A chance meeting between two Greek Australian professors spawned not only a breakthrough in the way autism is diagnosed but a realisation that two brains are better than one. Professor Stan Skafidas and Professor Christos Pantelis have combined their knowledge to enable them to uncover new discoveries that required novel ways to look at the problem. By joining Professor Skafidas’ understanding of neural engineering with Professor Pantelis’ psychiatric expertise, these medical minds – along with their teams – have the capacity to unlock many secrets of the brain.
“I think the coming together of expertise from two centres with different areas of expertise is a fabulous way forward,” explains Professor Pantelis.
As it stands, medical research is usually conducted in a vacuum of independent discipline. Both professors champion this new style of research.
“Working together in this way hasn’t happened very much until now, but I think it has to be the way forward if we are going to understand a complex structure like the brain. When expertise from many disciplines comes together in this way, we can see the problem in new ways and this can lead to new findings,” said Professor Skafidas.
“By working together, they have identified an early genetic test to predict a child’s risk of autism. This is the first known blood test of its kind to indicate whether or not a child is likely to develop autism. This way, doctors can detect those at increased risk for autism and potentially start treatments earlier. But the professors are keen to point out that the test is not diagnostic; rather, it gives clinicians an index of level of risk for autism and therefore has to be used in conjunction with traditional diagnostic measures. The test came about organically as the professors were focused on first understanding the genetic causes of autism.
“We know that autism can affect a number of members of one family. We also know that in identical twins there is a very high likelihood that both will have the disorder if one is affected. This tells us that genes are important, but we also know that one gene isn’t enough to cause autism.”
The professors decided to embark on a study to examine how lots of genes came together to cause autism spectrum disorder (ASD). Together, they examined the genes of over 8,000 people, including those with ASD, their relatives and others not affected, to see if they could correctly identify who had the disorder based on their genetics. And they succeeded.
“Most people have been looking at these disorders with the idea to find the ‘magic’ gene that explains this disorder but what’s unique with what we’ve been doing is saying well we know that these groups of genes are important for a particular function and let’s test them as a group in order to try and understand which functions are actually potentially contributing to the disorder,” Professor Skafidas told Neos Kosmos.

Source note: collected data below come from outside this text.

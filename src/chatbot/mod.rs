// 🤖 Chatbot - intent routing over dashboard data plus a language model

pub mod intent;
pub mod service;

pub use intent::{Classification, Intent, IntentClassifier, IntentRule};
pub use service::{ChatRequest, ChatResponse, ChatbotService, PreparedTurn, FALLBACK_REPLY};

Using data from 2,599 individuals with ASD and 2,587 of their relatives from Autism Genetic Resource Exchange (AGRE) and Simons Foundation Autism Research Initiative (SFARI) as well as 2,930 unaffected individuals from the Wellcome Trust Birth Cohort, the researchers identified 237 genetic markers (SNPs) in 146 genes and related cellular pathways that either contribute to or protect an individual from developing ASD. The discovery of the combination of contributing and protective gene markers and their interaction helped to develop a very promising predictive ASD test as the test is based on measuring both the risk and protective genetic markers of ASD. As the risk markers increase the score on the genetic test also increased, while the protective markers decrease the score, therefore, the higher the overall score the higher the risk of ASD.
“[The test] gives us a measure of the level of risk, and that I think will be helpful to clinicians when they are assessing young people,” Professor Pantelis points out while emphasizing that this test assesses the risk for ASD and it is not a diagnostic test.
The exciting aspect for the professors is the ability to link the two disciplines to uncover more research and breakthroughs such as this genetic test for autism. In the future, the professors want to do what they have done for autism for other mental disorders such as schizophrenia, bipolar disorder, attention deficit disorder, depression, and more. Professor Pantelis wants to start with looking at the area of schizophrenia, as it also has a high genetic component like autism.
Schizophrenia is an area that interests Professor Pantelis and his team. As the Scientific Director of the Melbourne Neuropsychiatry Centre, he leads a team of researchers that have been undertaking neuroimaging and neuropsychological work in schizophrenia and psychosis, and other psychiatric and neurodegenerative disorders since 1993 after returning from 10 years working in London and Washington DC. His work has focused on brain structural and functional changes during the transition to psychosis. His group was the first to describe progressive brain structural changes at psychosis onset.
As the Director for Centre for Neural Engineering, Professor Skafidas has led NICTA’s research into the development of next-generation retinal stimulation prostheses – put simply, the bionic eye. Just about to start human trials, Professor Skafidas has been part of a team researching the possibility of combining wireless technology and ophthalmics to overcome macular degeneration, the single biggest cause of blindness in the developed world.
Together, these two Greek Australian professors are leading the way in neural research and paving the way forward to show that in medical research two brains are well and truly better than one.
“That’s a really important piece in the puzzle,” says Professor Pantelis. “What we want to do is try and supervise and nurture young people in this space between the disciplines were they can learn both psychiatric research, biological research and engineering research and bring the two together and understand the language of both to try and create something which we couldn’t do otherwise.”